(EXERCISE MATERIAL)
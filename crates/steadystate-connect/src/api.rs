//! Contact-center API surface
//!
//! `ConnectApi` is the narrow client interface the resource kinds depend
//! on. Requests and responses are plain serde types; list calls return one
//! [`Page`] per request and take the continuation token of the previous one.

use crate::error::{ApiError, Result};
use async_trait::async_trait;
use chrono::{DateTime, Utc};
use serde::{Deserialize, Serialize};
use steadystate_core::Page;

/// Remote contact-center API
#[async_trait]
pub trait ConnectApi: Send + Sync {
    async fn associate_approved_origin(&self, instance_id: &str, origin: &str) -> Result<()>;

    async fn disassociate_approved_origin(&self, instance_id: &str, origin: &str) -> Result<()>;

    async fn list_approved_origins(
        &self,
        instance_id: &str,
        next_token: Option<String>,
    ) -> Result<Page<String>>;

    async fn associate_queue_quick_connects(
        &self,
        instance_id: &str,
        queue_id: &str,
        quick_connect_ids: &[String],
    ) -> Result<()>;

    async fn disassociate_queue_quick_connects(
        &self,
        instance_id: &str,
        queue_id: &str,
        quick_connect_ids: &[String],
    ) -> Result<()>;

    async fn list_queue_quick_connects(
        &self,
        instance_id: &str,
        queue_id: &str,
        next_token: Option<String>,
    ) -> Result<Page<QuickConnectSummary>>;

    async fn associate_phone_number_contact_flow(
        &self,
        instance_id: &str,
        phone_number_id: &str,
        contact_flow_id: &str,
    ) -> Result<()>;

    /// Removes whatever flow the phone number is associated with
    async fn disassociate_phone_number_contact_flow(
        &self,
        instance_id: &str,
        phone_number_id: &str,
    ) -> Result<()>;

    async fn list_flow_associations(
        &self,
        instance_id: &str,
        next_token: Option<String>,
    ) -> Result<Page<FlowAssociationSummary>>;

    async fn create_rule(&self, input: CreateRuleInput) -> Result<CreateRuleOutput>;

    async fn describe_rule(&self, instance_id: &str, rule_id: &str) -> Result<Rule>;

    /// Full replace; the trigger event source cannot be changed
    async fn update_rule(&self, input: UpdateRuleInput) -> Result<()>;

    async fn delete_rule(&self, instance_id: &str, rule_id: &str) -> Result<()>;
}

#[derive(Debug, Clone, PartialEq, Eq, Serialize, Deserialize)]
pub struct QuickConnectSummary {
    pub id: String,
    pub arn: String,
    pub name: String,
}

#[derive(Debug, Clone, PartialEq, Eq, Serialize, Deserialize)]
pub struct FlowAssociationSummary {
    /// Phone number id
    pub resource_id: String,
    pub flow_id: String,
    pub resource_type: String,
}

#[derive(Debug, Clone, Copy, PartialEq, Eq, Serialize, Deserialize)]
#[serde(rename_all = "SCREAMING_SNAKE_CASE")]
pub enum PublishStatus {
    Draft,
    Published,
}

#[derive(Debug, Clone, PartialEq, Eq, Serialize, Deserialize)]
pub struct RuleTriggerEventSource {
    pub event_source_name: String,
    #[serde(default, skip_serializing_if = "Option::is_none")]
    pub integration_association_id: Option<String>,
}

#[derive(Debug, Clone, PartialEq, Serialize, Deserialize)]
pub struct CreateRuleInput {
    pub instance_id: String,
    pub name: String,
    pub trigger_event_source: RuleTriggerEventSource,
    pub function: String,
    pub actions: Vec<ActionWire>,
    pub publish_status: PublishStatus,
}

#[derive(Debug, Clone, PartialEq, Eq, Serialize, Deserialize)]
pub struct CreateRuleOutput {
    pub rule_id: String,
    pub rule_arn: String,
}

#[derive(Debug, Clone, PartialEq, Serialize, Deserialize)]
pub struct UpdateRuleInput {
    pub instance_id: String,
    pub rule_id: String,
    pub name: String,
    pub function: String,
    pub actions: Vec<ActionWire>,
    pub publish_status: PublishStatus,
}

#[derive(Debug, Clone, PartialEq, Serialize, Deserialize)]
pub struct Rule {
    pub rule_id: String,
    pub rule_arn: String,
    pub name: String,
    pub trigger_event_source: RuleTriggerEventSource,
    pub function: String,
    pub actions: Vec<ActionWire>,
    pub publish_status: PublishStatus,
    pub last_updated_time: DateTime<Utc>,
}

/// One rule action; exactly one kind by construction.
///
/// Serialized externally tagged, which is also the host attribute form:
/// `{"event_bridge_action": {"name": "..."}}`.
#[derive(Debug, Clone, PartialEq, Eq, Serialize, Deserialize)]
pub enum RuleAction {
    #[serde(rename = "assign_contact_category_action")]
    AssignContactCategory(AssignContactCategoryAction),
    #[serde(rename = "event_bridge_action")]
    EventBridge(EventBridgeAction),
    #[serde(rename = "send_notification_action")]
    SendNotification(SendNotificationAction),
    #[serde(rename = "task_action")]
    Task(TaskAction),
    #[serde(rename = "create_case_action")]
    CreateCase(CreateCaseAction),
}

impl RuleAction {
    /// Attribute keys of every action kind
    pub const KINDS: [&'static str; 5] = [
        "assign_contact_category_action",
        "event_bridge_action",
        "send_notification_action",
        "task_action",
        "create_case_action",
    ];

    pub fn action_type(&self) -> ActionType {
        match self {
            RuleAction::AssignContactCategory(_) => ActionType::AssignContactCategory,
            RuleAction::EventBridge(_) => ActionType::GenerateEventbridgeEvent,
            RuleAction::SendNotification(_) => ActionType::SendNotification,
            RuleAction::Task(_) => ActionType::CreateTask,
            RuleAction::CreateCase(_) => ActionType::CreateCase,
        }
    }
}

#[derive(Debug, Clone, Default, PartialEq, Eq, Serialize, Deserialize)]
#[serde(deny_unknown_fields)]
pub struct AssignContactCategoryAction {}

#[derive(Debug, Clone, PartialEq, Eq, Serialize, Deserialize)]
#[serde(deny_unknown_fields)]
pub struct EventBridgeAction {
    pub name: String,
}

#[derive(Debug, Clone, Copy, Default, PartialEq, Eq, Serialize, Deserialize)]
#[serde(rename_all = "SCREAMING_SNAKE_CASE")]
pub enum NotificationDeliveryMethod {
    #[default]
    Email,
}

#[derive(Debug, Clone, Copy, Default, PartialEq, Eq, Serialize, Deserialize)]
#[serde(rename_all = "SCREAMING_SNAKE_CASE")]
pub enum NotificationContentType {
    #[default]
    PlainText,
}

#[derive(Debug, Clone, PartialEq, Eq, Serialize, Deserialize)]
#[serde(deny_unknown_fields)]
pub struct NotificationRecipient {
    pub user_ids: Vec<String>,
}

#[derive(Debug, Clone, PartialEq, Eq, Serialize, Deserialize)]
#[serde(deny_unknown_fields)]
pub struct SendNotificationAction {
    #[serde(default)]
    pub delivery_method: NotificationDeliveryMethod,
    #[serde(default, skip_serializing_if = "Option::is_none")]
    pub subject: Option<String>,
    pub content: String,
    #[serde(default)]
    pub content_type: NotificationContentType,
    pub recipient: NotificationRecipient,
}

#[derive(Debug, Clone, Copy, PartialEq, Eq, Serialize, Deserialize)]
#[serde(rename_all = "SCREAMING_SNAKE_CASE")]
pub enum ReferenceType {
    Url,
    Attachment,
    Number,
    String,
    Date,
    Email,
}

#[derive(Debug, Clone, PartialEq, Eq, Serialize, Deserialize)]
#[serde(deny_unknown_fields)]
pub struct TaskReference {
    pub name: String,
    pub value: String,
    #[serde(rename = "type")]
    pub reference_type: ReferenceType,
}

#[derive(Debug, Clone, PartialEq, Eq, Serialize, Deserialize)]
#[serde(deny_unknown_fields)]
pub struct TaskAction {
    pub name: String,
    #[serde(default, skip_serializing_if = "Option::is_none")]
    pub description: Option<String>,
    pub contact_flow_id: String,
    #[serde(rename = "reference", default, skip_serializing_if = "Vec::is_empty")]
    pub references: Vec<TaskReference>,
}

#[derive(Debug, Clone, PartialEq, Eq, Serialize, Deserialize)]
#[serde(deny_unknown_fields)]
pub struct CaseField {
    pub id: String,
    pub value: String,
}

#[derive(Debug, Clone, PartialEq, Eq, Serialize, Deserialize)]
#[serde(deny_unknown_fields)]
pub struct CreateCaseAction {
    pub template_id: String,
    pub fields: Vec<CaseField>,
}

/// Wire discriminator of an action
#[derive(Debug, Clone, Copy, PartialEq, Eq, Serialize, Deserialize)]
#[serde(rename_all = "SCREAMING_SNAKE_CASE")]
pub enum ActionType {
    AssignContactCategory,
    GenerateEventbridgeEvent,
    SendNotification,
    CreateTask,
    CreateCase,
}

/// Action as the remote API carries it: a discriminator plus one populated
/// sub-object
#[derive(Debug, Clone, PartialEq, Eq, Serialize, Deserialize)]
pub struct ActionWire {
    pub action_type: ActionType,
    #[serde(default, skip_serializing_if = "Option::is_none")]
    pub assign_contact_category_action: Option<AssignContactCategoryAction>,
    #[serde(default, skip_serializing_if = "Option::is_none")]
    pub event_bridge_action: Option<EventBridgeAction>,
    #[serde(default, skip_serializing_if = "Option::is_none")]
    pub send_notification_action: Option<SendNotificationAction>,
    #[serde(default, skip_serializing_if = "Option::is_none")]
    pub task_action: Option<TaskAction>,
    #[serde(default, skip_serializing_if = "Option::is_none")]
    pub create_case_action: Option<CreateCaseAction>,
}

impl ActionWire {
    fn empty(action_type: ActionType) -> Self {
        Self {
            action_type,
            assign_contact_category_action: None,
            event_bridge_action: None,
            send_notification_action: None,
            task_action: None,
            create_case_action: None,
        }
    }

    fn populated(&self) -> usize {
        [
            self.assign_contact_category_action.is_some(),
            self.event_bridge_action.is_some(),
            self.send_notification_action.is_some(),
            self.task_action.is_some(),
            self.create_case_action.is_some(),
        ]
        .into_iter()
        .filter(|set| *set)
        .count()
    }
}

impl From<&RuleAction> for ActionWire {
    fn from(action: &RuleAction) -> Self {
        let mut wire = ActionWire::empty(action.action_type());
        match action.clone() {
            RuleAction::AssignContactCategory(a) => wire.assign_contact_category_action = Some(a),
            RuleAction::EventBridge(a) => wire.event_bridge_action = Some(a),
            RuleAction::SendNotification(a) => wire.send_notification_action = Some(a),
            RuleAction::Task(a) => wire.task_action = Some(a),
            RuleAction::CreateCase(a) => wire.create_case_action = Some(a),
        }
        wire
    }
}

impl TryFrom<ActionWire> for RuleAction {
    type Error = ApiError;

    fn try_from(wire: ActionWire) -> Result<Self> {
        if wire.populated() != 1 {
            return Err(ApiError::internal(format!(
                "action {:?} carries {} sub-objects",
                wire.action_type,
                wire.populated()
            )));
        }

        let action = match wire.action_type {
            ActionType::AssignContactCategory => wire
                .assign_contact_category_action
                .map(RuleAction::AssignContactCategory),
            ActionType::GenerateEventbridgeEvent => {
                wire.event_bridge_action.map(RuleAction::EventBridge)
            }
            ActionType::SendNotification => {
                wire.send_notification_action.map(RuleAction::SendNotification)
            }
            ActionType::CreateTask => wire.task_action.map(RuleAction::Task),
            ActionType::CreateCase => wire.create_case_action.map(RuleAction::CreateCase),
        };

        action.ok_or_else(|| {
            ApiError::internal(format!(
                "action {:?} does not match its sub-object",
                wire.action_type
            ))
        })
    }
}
(End EXERCISE MATERIAL)
**PROBLEM DETAILS**. Match on "GenerateEventbridgeEvent" and copy out every line of the entries that contains it.

**RESPONSE BOX**.
            RuleAction::EventBridge(_) => ActionType::GenerateEventbridgeEvent,
    GenerateEventbridgeEvent,
            ActionType::GenerateEventbridgeEvent => {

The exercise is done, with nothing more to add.